The three big challenges that we've got at the moment are the lack of awareness for nurses and midwives about the role that they could have in research. Another one linked to that is that, despite nurses and midwives being the largest workforce in healthcare, they are underrepresented in leadership and at the decision-making table. And the third challenge that we've got is retention. This project is working to address these challenges by raising awareness of the role the nurses and midwives can have in research, also supporting nurses and midwives to develop these skills that will take them to the top level to the leadership roles. By getting involved in research, nurses will enjoy the job better as they are able to decide, to be part of the decision-making process of improving health care, and it will also offer a new opportunity for career development and career progression, helping retention.

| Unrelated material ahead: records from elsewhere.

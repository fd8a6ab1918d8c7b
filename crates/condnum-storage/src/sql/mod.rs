//! Relational backends sharing one schema and one set of statements
//!
//! The statements are produced per [`Dialect`] from the same templates so the
//! PostgreSQL and SQLite backends stay behaviorally identical. The search
//! predicate is rendered from `condnum_core::matching`, never spelled out by
//! hand.

#[cfg(feature = "postgres")]
pub mod postgres;
#[cfg(feature = "sqlite")]
pub mod sqlite;

use condnum_core::{ConditionError, Probe};

pub(crate) const COL_ID: &str = "id";
pub(crate) const COL_KEY: &str = "attr_key";
pub(crate) const COL_OP: &str = "op";
pub(crate) const COL_VAL: &str = "val";
pub(crate) const COL_LOCK_TIME: &str = "create_lock_time";
pub(crate) const COL_LOCK_COUNT: &str = "create_lock_count";

/// SQL flavor a statement is rendered for
#[derive(Debug, Clone, Copy, PartialEq, Eq)]
pub enum Dialect {
    Postgres,
    Sqlite,
}

impl Dialect {
    /// Positional bind parameter `n` (1-based)
    pub fn param(self, n: usize) -> String {
        match self {
            Dialect::Postgres => format!("${}", n),
            Dialect::Sqlite => format!("?{}", n),
        }
    }

    fn id_column(self) -> &'static str {
        match self {
            Dialect::Postgres => "BIGSERIAL PRIMARY KEY",
            Dialect::Sqlite => "INTEGER PRIMARY KEY AUTOINCREMENT",
        }
    }

    fn float_type(self) -> &'static str {
        // IEEE-754 binary64 on both sides; NUMERIC would round-trip through decimal
        match self {
            Dialect::Postgres => "DOUBLE PRECISION",
            Dialect::Sqlite => "REAL",
        }
    }

    fn timestamp_type(self) -> &'static str {
        match self {
            Dialect::Postgres => "TIMESTAMPTZ",
            // Unix epoch milliseconds
            Dialect::Sqlite => "INTEGER",
        }
    }
}

/// Statements for one table in one dialect
#[derive(Debug, Clone)]
pub struct Statements {
    pub create_table: String,
    pub create_lookup_index: String,
    pub upsert: String,
    pub lock: String,
    pub unlock: String,
    pub delete: String,
}

impl Statements {
    pub fn new(dialect: Dialect, table: &str) -> Self {
        let p = |n| dialect.param(n);
        Self {
            create_table: format!(
                "CREATE TABLE IF NOT EXISTS {table} (
                    {COL_ID} {id},
                    {COL_KEY} TEXT NOT NULL,
                    {COL_OP} SMALLINT NOT NULL CHECK ({COL_OP} BETWEEN 1 AND 5),
                    {COL_VAL} {float} NOT NULL,
                    {COL_LOCK_TIME} {ts},
                    {COL_LOCK_COUNT} INTEGER NOT NULL DEFAULT 0,
                    UNIQUE ({COL_KEY}, {COL_OP}, {COL_VAL})
                )",
                id = dialect.id_column(),
                float = dialect.float_type(),
                ts = dialect.timestamp_type(),
            ),
            create_lookup_index: format!(
                "CREATE INDEX IF NOT EXISTS idx_{table}_{COL_KEY}_{COL_ID} ON {table} ({COL_KEY}, {COL_ID})"
            ),
            // The DO UPDATE only fires when the existing row is not locked; a
            // locked duplicate yields no returned row, which maps to Conflict.
            upsert: format!(
                "INSERT INTO {table} ({COL_KEY}, {COL_OP}, {COL_VAL}) VALUES ({p1}, {p2}, {p3})
                 ON CONFLICT ({COL_KEY}, {COL_OP}, {COL_VAL})
                 DO UPDATE SET {COL_KEY} = excluded.{COL_KEY}
                 WHERE {table}.{COL_LOCK_COUNT} < 1
                    OR {table}.{COL_LOCK_TIME} IS NULL
                    OR {table}.{COL_LOCK_TIME} < {p4}
                 RETURNING {COL_ID}",
                p1 = p(1),
                p2 = p(2),
                p3 = p(3),
                p4 = p(4),
            ),
            lock: format!(
                "UPDATE {table}
                 SET {COL_LOCK_TIME} = {p1}, {COL_LOCK_COUNT} = {COL_LOCK_COUNT} + 1
                 WHERE {COL_ID} = {p2}",
                p1 = p(1),
                p2 = p(2),
            ),
            unlock: format!(
                "UPDATE {table}
                 SET {COL_LOCK_COUNT} = {COL_LOCK_COUNT} - 1
                 WHERE {COL_ID} = {p1} AND {COL_LOCK_COUNT} > 0",
                p1 = p(1),
            ),
            delete: format!("DELETE FROM {table} WHERE {COL_ID} = {p1}", p1 = p(1)),
        }
    }
}

/// Render the paged search for `probe`
///
/// Parameters: 1 = cursor id (0 for the first page), 2 = probe key,
/// 3 = probe value, 4 = limit.
pub fn search_statement(dialect: Dialect, table: &str, probe: &Probe<'_>) -> String {
    let value = dialect.param(3);
    let clauses = probe
        .clauses()
        .iter()
        .map(|clause| {
            format!(
                "({COL_OP} = {code} AND {COL_VAL} {cmp} {value})",
                code = clause.op.code(),
                cmp = clause.comparison.sql(),
            )
        })
        .collect::<Vec<_>>()
        .join("\n                    OR ");

    format!(
        "SELECT {COL_ID} FROM {table}
         WHERE {COL_ID} > {p1}
           AND ({COL_KEY} = '' OR {COL_KEY} = {p2})
           AND (
                    {clauses}
           )
         ORDER BY {COL_ID}
         LIMIT {p4}",
        p1 = dialect.param(1),
        p2 = dialect.param(2),
        p4 = dialect.param(4),
    )
}

/// Reject table names that cannot be spliced into a statement verbatim
pub fn validate_table_name(name: &str) -> Result<(), ConditionError> {
    let valid = !name.is_empty()
        && name.len() <= 63
        && name
            .chars()
            .next()
            .is_some_and(|c| c.is_ascii_alphabetic() || c == '_')
        && name.chars().all(|c| c.is_ascii_alphanumeric() || c == '_');
    if valid {
        Ok(())
    } else {
        Err(ConditionError::internal(format!(
            "invalid table name {:?}: use letters, digits and underscores",
            name
        )))
    }
}

/// Translate a driver error into the storage taxonomy
pub(crate) fn decode_error(err: sqlx::Error) -> ConditionError {
    match &err {
        sqlx::Error::Database(db) if db.is_unique_violation() => {
            ConditionError::conflict(db.message().to_string())
        }
        _ => ConditionError::internal(err.to_string()),
    }
}
//! REST API implementation
//!
//! - types: request/response payloads and shared state
//! - extractors: JSON and query extractors that reject with [`ServerError`]
//! - handlers: endpoint handlers
//! - router: router creation and layers
//!
//! [`ServerError`]: crate::error::ServerError

mod extractors;
mod handlers;
mod router;
pub mod types;

pub use extractors::{JsonExtractor, QueryExtractor};
pub use router::create_router;
pub use types::{
    AppState, CreateRequest, CreateResponse, HealthResponse, SearchParams, SearchResponse,
    DEFAULT_SEARCH_LIMIT, MAX_SEARCH_LIMIT,
};
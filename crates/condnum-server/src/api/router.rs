//! Router creation and configuration

use super::handlers::*;
use super::types::AppState;
use axum::{
    routing::{delete, get, post},
    Router,
};
use condnum_service::ConditionService;
use std::sync::Arc;
use tower_http::cors::CorsLayer;
use tower_http::trace::TraceLayer;

/// Create REST API router
pub fn create_router(service: Arc<dyn ConditionService>) -> Router {
    let state = AppState { service };

    Router::new()
        .route("/health", get(health))
        .route("/v1/conditions", post(create_condition))
        .route("/v1/conditions/search", get(search_conditions))
        .route("/v1/conditions/:id", delete(delete_condition))
        .route("/v1/conditions/:id/lock", post(lock_condition))
        .route("/v1/conditions/:id/unlock", post(unlock_condition))
        .with_state(state)
        .layer(CorsLayer::permissive())
        .layer(TraceLayer::new_for_http())
}
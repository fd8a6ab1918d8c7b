//! MongoDB storage backend
//!
//! Conditions are documents `{_id, key, op, val, create_lock_time,
//! create_lock_count}` in one collection with a unique index over
//! `(key, op, val)`. Ids come from a per-collection counter document so they
//! stay ascending 64-bit integers like on every other backend.

use crate::config::StorageConfig;
use crate::memory::to_chrono;
use crate::traits::ConditionStorage;
use async_trait::async_trait;
use chrono::Utc;
use condnum_core::condition::expiry_cutoff;
use condnum_core::{
    check_threshold, Comparison, ConditionError, ConditionId, ConditionResult, Op, Probe,
};
use mongodb::bson::{doc, Bson, DateTime as BsonDateTime, Document};
use mongodb::error::{ErrorKind, WriteFailure};
use mongodb::options::{
    ClientOptions, FindOneAndUpdateOptions, FindOneOptions, FindOptions, IndexOptions,
    ReturnDocument, Tls, TlsOptions,
};
use mongodb::{Client, Collection, Database, IndexModel};
use std::time::Duration;

const FIELD_ID: &str = "_id";
const FIELD_KEY: &str = "key";
const FIELD_OP: &str = "op";
const FIELD_VAL: &str = "val";
const FIELD_LOCK_TIME: &str = "create_lock_time";
const FIELD_LOCK_COUNT: &str = "create_lock_count";

/// Collection holding one id counter per condition collection
const SEQUENCES: &str = "condnum_sequences";

const DUPLICATE_KEY: i32 = 11000;

/// MongoDB condition store
pub struct MongoStorage {
    client: Client,
    collection: Collection<Document>,
    sequences: Collection<Document>,
    create_lock_ttl: chrono::Duration,
}

impl MongoStorage {
    /// Connect using `config`, then ensure the unique index (and sharding when requested)
    pub async fn connect(config: &StorageConfig) -> ConditionResult<Self> {
        if config.table.name.is_empty() {
            return Err(ConditionError::internal("collection name must not be empty"));
        }

        let mut options = ClientOptions::parse(config.connection_uri())
            .await
            .map_err(decode_error)?;
        if !config.username.is_empty() || !config.password.is_empty() {
            let mut credential = options.credential.take().unwrap_or_default();
            if !config.username.is_empty() {
                credential.username = Some(config.username.clone());
            }
            if !config.password.is_empty() {
                credential.password = Some(config.password.clone());
            }
            options.credential = Some(credential);
        }
        if config.tls.enabled {
            let tls = TlsOptions::builder()
                .allow_invalid_certificates(config.tls.insecure)
                .build();
            options.tls = Some(Tls::Enabled(tls));
        }
        options.max_pool_size = Some(config.connection.max);
        options.app_name = Some("condnum".to_string());

        let client = Client::with_options(options).map_err(decode_error)?;
        let database = client
            .default_database()
            .unwrap_or_else(|| client.database(&config.name));

        let storage = Self::with_database(
            client.clone(),
            &database,
            &config.table.name,
            config.create_lock_ttl(),
        );
        storage.ensure_indexes().await?;
        if config.table.shard {
            shard_collection(&client, &database, &config.table.name).await?;
        }
        tracing::info!(
            "MongoDB condition storage ready, collection '{}.{}'",
            database.name(),
            config.table.name
        );
        Ok(storage)
    }

    /// Wrap an existing database handle; indexes are not touched
    pub fn with_database(
        client: Client,
        database: &Database,
        collection: &str,
        create_lock_ttl: Duration,
    ) -> Self {
        Self {
            client,
            collection: database.collection(collection),
            sequences: database.collection(SEQUENCES),
            create_lock_ttl: to_chrono(create_lock_ttl),
        }
    }

    /// Create the unique `(key, op, val)` index if missing
    pub async fn ensure_indexes(&self) -> ConditionResult<()> {
        let model = IndexModel::builder()
            .keys(doc! { FIELD_KEY: 1, FIELD_OP: 1, FIELD_VAL: 1 })
            .options(
                IndexOptions::builder()
                    .name("key_op_val".to_string())
                    .unique(true)
                    .build(),
            )
            .build();
        self.collection
            .create_index(model, None)
            .await
            .map_err(decode_error)?;
        Ok(())
    }

    /// Drop the collection and its counter (test cleanup)
    pub async fn drop_collection(&self) -> ConditionResult<()> {
        self.collection.drop(None).await.map_err(decode_error)?;
        self.sequences
            .delete_one(doc! { FIELD_ID: self.collection.name() }, None)
            .await
            .map_err(decode_error)?;
        Ok(())
    }

    /// Reuse an existing, unlocked document for the triple
    async fn reuse(&self, filter: Document) -> ConditionResult<Option<ConditionId>> {
        let options = FindOneOptions::builder()
            .projection(doc! { FIELD_ID: 1 })
            .build();
        let found = self
            .collection
            .find_one(filter, options)
            .await
            .map_err(decode_error)?;
        found.map(|doc| document_id(&doc)).transpose()
    }

    async fn next_seq(&self) -> ConditionResult<i64> {
        let options = FindOneAndUpdateOptions::builder()
            .upsert(true)
            .return_document(ReturnDocument::After)
            .build();
        let filter = doc! { FIELD_ID: self.collection.name() };
        let update = doc! { "$inc": { "seq": 1_i64 } };

        let counter = match self
            .sequences
            .find_one_and_update(filter.clone(), update.clone(), options.clone())
            .await
        {
            // Two first-time upserts of the counter race on `_id`
            Err(e) if is_duplicate_key(&e) => self
                .sequences
                .find_one_and_update(filter, update, options)
                .await
                .map_err(decode_error)?,
            other => other.map_err(decode_error)?,
        };
        counter
            .ok_or_else(|| ConditionError::internal("id counter upsert returned nothing"))?
            .get_i64("seq")
            .map_err(|e| ConditionError::internal(format!("malformed id counter: {}", e)))
    }
}

#[async_trait]
impl ConditionStorage for MongoStorage {
    async fn create(&self, key: &str, op: Op, value: f64) -> ConditionResult<ConditionId> {
        check_threshold(value)?;
        let cutoff = expiry_cutoff(Utc::now(), self.create_lock_ttl);
        let filter = unlocked_filter(key, op, value, cutoff.timestamp_millis());

        if let Some(id) = self.reuse(filter.clone()).await? {
            return Ok(id);
        }

        let seq = self.next_seq().await?;
        let options = FindOneAndUpdateOptions::builder()
            .upsert(true)
            .return_document(ReturnDocument::After)
            .projection(doc! { FIELD_ID: 1 })
            .build();
        let update = doc! {
            "$set": { FIELD_KEY: key, FIELD_OP: i32::from(op.code()), FIELD_VAL: value },
            "$setOnInsert": { FIELD_ID: seq, FIELD_LOCK_COUNT: 0_i32 },
        };

        match self
            .collection
            .find_one_and_update(filter.clone(), update, options)
            .await
        {
            Ok(Some(doc)) => document_id(&doc),
            Ok(None) => Err(ConditionError::internal("upsert returned no document")),
            // Either the triple is locked or a concurrent create inserted it first
            Err(e) if is_duplicate_key(&e) => match self.reuse(filter).await? {
                Some(id) => Ok(id),
                None => Err(ConditionError::conflict(format!(
                    "key={}, op={}, val={}: create is locked",
                    key, op, value
                ))),
            },
            Err(e) => Err(decode_error(e)),
        }
    }

    async fn lock_create(&self, id: ConditionId) -> ConditionResult<()> {
        let seq = id
            .as_i64()
            .ok_or_else(|| ConditionError::not_found(format!("id={}", id)))?;
        let update = doc! {
            "$set": { FIELD_LOCK_TIME: BsonDateTime::from_millis(Utc::now().timestamp_millis()) },
            "$inc": { FIELD_LOCK_COUNT: 1_i32 },
        };
        let result = self
            .collection
            .update_one(doc! { FIELD_ID: seq }, update, None)
            .await
            .map_err(decode_error)?;
        if result.matched_count < 1 {
            return Err(ConditionError::not_found(format!("id={}", id)));
        }
        Ok(())
    }

    async fn unlock_create(&self, id: ConditionId) -> ConditionResult<()> {
        let Some(seq) = id.as_i64() else {
            return Ok(());
        };
        self.collection
            .update_one(
                doc! { FIELD_ID: seq, FIELD_LOCK_COUNT: { "$gt": 0 } },
                doc! { "$inc": { FIELD_LOCK_COUNT: -1_i32 } },
                None,
            )
            .await
            .map_err(decode_error)?;
        Ok(())
    }

    async fn delete(&self, id: ConditionId) -> ConditionResult<()> {
        let Some(seq) = id.as_i64() else {
            return Ok(());
        };
        self.collection
            .delete_one(doc! { FIELD_ID: seq }, None)
            .await
            .map_err(decode_error)?;
        Ok(())
    }

    async fn search_page(
        &self,
        key: &str,
        value: f64,
        limit: u32,
        cursor: Option<ConditionId>,
    ) -> ConditionResult<Vec<ConditionId>> {
        let probe = Probe::new(key, value);
        if !probe.is_satisfiable() {
            return Ok(Vec::new());
        }
        let after = match cursor {
            None => 0,
            Some(c) => match c.as_i64() {
                Some(seq) => seq,
                None => return Ok(Vec::new()),
            },
        };

        let options = FindOptions::builder()
            .sort(doc! { FIELD_ID: 1 })
            .limit(i64::from(limit))
            .projection(doc! { FIELD_ID: 1 })
            .build();
        let mut found = self
            .collection
            .find(search_filter(&probe, after), options)
            .await
            .map_err(decode_error)?;

        let mut ids = Vec::with_capacity(limit as usize);
        while found.advance().await.map_err(decode_error)? {
            let doc = found.deserialize_current().map_err(decode_error)?;
            ids.push(document_id(&doc)?);
        }
        Ok(ids)
    }

    async fn close(&self) -> ConditionResult<()> {
        self.client.clone().shutdown().await;
        Ok(())
    }
}

/// Triple selector that only matches documents whose create-lock no longer blocks
fn unlocked_filter(key: &str, op: Op, value: f64, cutoff_ms: i64) -> Document {
    doc! {
        FIELD_KEY: key,
        FIELD_OP: i32::from(op.code()),
        FIELD_VAL: value,
        "$or": [
            { FIELD_LOCK_COUNT: { "$lt": 1 } },
            { FIELD_LOCK_TIME: { "$exists": false } },
            { FIELD_LOCK_TIME: { "$lt": BsonDateTime::from_millis(cutoff_ms) } },
        ],
    }
}

fn search_filter(probe: &Probe<'_>, after: i64) -> Document {
    let clauses: Vec<Bson> = probe
        .clauses()
        .iter()
        .map(|clause| {
            Bson::Document(doc! {
                FIELD_OP: i32::from(clause.op.code()),
                FIELD_VAL: { query_operator(clause.comparison): probe.value },
            })
        })
        .collect();
    doc! {
        FIELD_ID: { "$gt": after },
        FIELD_KEY: { "$in": ["", probe.key] },
        "$or": clauses,
    }
}

fn query_operator(comparison: Comparison) -> &'static str {
    match comparison {
        Comparison::Less => "$lt",
        Comparison::LessOrEqual => "$lte",
        Comparison::Equal => "$eq",
        Comparison::GreaterOrEqual => "$gte",
        Comparison::Greater => "$gt",
    }
}

async fn shard_collection(
    client: &Client,
    database: &Database,
    collection: &str,
) -> ConditionResult<()> {
    let command = doc! {
        "shardCollection": format!("{}.{}", database.name(), collection),
        "key": { FIELD_KEY: 1, FIELD_OP: 1, FIELD_VAL: "hashed" },
    };
    client
        .database("admin")
        .run_command(command, None)
        .await
        .map_err(decode_error)?;
    tracing::info!("Sharded collection '{}.{}'", database.name(), collection);
    Ok(())
}

fn document_id(doc: &Document) -> ConditionResult<ConditionId> {
    let seq = doc
        .get_i64(FIELD_ID)
        .map_err(|e| ConditionError::internal(format!("malformed document id: {}", e)))?;
    ConditionId::from_i64(seq)
        .ok_or_else(|| ConditionError::internal(format!("negative id {}", seq)))
}

fn is_duplicate_key(err: &mongodb::error::Error) -> bool {
    match err.kind.as_ref() {
        ErrorKind::Command(e) => e.code == DUPLICATE_KEY,
        ErrorKind::Write(WriteFailure::WriteError(e)) => e.code == DUPLICATE_KEY,
        _ => false,
    }
}

fn decode_error(err: mongodb::error::Error) -> ConditionError {
    ConditionError::internal(err.to_string())
}

#[cfg(test)]
mod tests {
    use super::*;

    #[test]
    fn test_search_filter_shape() {
        let probe = Probe::new("salary", 3.0);
        let filter = search_filter(&probe, 7);

        assert_eq!(filter.get_document(FIELD_ID).unwrap(), &doc! { "$gt": 7_i64 });
        let clauses = filter.get_array("$or").unwrap();
        assert_eq!(clauses.len(), 5);
        assert_eq!(
            clauses[0].as_document().unwrap(),
            &doc! { FIELD_OP: 1, FIELD_VAL: { "$lt": 3.0 } }
        );
        assert_eq!(
            clauses[4].as_document().unwrap(),
            &doc! { FIELD_OP: 5, FIELD_VAL: { "$gt": 3.0 } }
        );
    }

    #[test]
    fn test_unlocked_filter_checks_every_lock_state() {
        let filter = unlocked_filter("k", Op::Eq, 1.5, 1_000);
        assert_eq!(filter.get_str(FIELD_KEY).unwrap(), "k");
        assert_eq!(filter.get_i32(FIELD_OP).unwrap(), 3);
        assert_eq!(filter.get_array("$or").unwrap().len(), 3);
    }
}
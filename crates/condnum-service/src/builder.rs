//! Assembly of the decorator stack

use crate::cache::{CacheBackend, CacheConfig, CachedService};
use crate::logging::LoggingService;
use crate::service::{ConditionService, StorageService};
use condnum_storage::ConditionStorage;
use std::sync::Arc;
use std::time::Duration;

/// Builder for a [`ConditionService`] stack
///
/// # Example
///
/// ```no_run
/// use condnum_service::{CacheConfig, MemoryCache, ServiceBuilder};
/// use condnum_storage::MemoryStorage;
/// use std::sync::Arc;
///
/// let config = CacheConfig { enabled: true, ..Default::default() };
/// let service = ServiceBuilder::new(Arc::new(MemoryStorage::default()))
///     .with_cache(Arc::new(MemoryCache::new(config.local_size)), &config)
///     .with_logging()
///     .build();
/// ```
pub struct ServiceBuilder {
    storage: Arc<dyn ConditionStorage>,
    deadline: Option<Duration>,
    cache: Option<(Arc<dyn CacheBackend>, CacheConfig)>,
    logging: bool,
}

impl ServiceBuilder {
    pub fn new(storage: Arc<dyn ConditionStorage>) -> Self {
        Self {
            storage,
            deadline: None,
            cache: None,
            logging: false,
        }
    }

    /// Bound each storage call by `deadline`
    pub fn with_deadline(mut self, deadline: Duration) -> Self {
        self.deadline = Some(deadline);
        self
    }

    /// Cache search results in `backend`
    ///
    /// Ignored when `config.enabled` is false.
    pub fn with_cache(mut self, backend: Arc<dyn CacheBackend>, config: &CacheConfig) -> Self {
        if config.enabled {
            self.cache = Some((backend, config.clone()));
        }
        self
    }

    /// Trace every call and its outcome
    pub fn with_logging(mut self) -> Self {
        self.logging = true;
        self
    }

    /// Build the stack: logging, then cache, then storage
    pub fn build(self) -> Arc<dyn ConditionService> {
        let mut base = StorageService::new(self.storage);
        if let Some(deadline) = self.deadline {
            base = base.with_deadline(deadline);
        }

        let mut service: Arc<dyn ConditionService> = Arc::new(base);
        if let Some((backend, config)) = self.cache {
            service = Arc::new(CachedService::new(service, backend, &config));
        }
        if self.logging {
            service = Arc::new(LoggingService::new(service));
        }
        service
    }
}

Nurses are the primary providers of care. We are the professionals that spend the most time with the patient, and this puts us in a unique position to understand the key challenges around health, the cultural determinants around that, and the full socioeconomic picture around these health challenges. With that, we can identify the key gaps in care and set up a research project to improve care and to do that around making it patient-focused care.
It's crucial that nurses and midwives in low- and middle-income countries take an active role in improving care. Recently I saw a presentation; one of the slides that stayed with me said: in God with trust, everybody else needs to bring data, and midwives need to bring data. We need data to improve care and to be able to have a say on how that care is improved. Investing in nursing- and midwifery-lead research will improve healthcare and healthcare systems globally.
This interview was recorded in July 2024.